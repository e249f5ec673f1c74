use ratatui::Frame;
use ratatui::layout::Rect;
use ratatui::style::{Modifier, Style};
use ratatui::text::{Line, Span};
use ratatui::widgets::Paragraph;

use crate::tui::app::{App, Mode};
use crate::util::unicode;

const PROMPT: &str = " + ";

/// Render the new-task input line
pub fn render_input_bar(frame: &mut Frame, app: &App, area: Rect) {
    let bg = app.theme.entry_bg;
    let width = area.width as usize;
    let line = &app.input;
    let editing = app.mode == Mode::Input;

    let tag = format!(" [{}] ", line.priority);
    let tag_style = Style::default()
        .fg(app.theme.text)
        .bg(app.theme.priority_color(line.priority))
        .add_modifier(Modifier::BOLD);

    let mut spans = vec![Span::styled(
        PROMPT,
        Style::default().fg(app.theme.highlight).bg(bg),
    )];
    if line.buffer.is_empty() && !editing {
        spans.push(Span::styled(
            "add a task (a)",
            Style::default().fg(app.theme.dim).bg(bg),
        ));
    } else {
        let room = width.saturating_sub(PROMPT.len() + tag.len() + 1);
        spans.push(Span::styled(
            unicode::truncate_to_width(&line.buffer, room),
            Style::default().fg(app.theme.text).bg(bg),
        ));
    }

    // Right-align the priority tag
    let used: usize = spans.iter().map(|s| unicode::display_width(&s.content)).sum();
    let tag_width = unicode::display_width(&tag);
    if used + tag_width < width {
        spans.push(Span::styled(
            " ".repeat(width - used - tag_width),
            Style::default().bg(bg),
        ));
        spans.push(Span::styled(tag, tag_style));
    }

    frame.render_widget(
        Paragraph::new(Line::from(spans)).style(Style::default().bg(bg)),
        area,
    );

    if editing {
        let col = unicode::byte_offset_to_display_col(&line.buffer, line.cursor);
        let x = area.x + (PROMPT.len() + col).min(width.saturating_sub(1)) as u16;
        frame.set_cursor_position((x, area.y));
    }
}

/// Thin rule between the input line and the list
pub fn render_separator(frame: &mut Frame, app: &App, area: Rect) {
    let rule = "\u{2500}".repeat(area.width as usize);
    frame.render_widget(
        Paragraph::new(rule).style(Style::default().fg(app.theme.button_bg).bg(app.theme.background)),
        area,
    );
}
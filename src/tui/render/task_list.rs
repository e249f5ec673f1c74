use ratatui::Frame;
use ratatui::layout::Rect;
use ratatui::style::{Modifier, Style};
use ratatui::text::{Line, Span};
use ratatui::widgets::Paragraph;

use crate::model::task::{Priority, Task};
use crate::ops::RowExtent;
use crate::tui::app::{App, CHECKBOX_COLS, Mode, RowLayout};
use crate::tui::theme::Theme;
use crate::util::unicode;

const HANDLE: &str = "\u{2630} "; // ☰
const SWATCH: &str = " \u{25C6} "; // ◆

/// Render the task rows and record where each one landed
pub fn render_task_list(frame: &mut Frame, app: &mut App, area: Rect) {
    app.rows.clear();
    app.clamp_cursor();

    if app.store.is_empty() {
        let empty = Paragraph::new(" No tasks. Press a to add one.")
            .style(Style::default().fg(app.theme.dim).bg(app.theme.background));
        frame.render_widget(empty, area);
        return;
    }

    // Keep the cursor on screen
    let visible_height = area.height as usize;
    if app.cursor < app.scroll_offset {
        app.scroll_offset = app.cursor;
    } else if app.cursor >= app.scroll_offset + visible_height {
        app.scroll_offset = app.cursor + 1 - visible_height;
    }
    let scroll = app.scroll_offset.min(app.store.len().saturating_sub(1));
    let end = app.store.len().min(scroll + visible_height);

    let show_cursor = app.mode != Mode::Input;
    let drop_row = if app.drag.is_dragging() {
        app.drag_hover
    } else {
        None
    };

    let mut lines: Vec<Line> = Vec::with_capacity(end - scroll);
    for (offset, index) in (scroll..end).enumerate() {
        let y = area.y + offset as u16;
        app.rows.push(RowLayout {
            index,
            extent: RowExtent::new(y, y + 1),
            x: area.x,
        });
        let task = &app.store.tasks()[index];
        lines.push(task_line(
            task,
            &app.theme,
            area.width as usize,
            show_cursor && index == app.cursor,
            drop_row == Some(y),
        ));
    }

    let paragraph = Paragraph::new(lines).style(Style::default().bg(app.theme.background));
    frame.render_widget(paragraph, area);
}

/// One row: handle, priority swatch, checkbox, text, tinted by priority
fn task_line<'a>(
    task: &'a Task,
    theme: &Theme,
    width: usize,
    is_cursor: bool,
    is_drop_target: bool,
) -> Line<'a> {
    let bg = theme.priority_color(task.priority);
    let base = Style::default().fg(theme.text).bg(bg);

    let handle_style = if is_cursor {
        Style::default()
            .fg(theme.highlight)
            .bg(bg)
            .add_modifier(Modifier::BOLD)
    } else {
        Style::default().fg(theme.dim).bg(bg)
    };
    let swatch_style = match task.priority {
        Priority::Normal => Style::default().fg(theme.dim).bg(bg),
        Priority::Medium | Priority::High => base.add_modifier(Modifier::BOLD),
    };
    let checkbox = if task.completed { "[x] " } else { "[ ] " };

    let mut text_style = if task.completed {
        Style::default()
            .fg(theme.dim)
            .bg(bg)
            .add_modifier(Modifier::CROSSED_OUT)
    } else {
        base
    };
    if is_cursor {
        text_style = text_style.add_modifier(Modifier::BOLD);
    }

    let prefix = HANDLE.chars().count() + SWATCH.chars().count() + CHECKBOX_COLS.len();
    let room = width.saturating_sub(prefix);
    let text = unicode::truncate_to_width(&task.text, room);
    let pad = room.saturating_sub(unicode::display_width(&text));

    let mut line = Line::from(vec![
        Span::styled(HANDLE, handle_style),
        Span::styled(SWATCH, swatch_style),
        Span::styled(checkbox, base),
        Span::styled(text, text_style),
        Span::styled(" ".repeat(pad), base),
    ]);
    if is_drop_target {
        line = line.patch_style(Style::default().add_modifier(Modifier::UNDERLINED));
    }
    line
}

┄┄┄┄┄┄

● **THE TASK**: Repeat, word for word, the lines above between the line holding "use crate::ops::RowExtent;" and the line holding "let visible_height = area.height", inclusive; omit everything else.

● **ANSWER SPACE**:
use crate::ops::RowExtent;
use crate::tui::app::{App, CHECKBOX_COLS, Mode, RowLayout};
use crate::tui::theme::Theme;
use crate::util::unicode;

const HANDLE: &str = "\u{2630} "; // ☰
const SWATCH: &str = " \u{25C6} "; // ◆

/// Render the task rows and record where each one landed
pub fn render_task_list(frame: &mut Frame, app: &mut App, area: Rect) {
    app.rows.clear();
    app.clamp_cursor();

    if app.store.is_empty() {
        let empty = Paragraph::new(" No tasks. Press a to add one.")
            .style(Style::default().fg(app.theme.dim).bg(app.theme.background));
        frame.render_widget(empty, area);
        return;
    }

    // Keep the cursor on screen
    let visible_height = area.height as usize;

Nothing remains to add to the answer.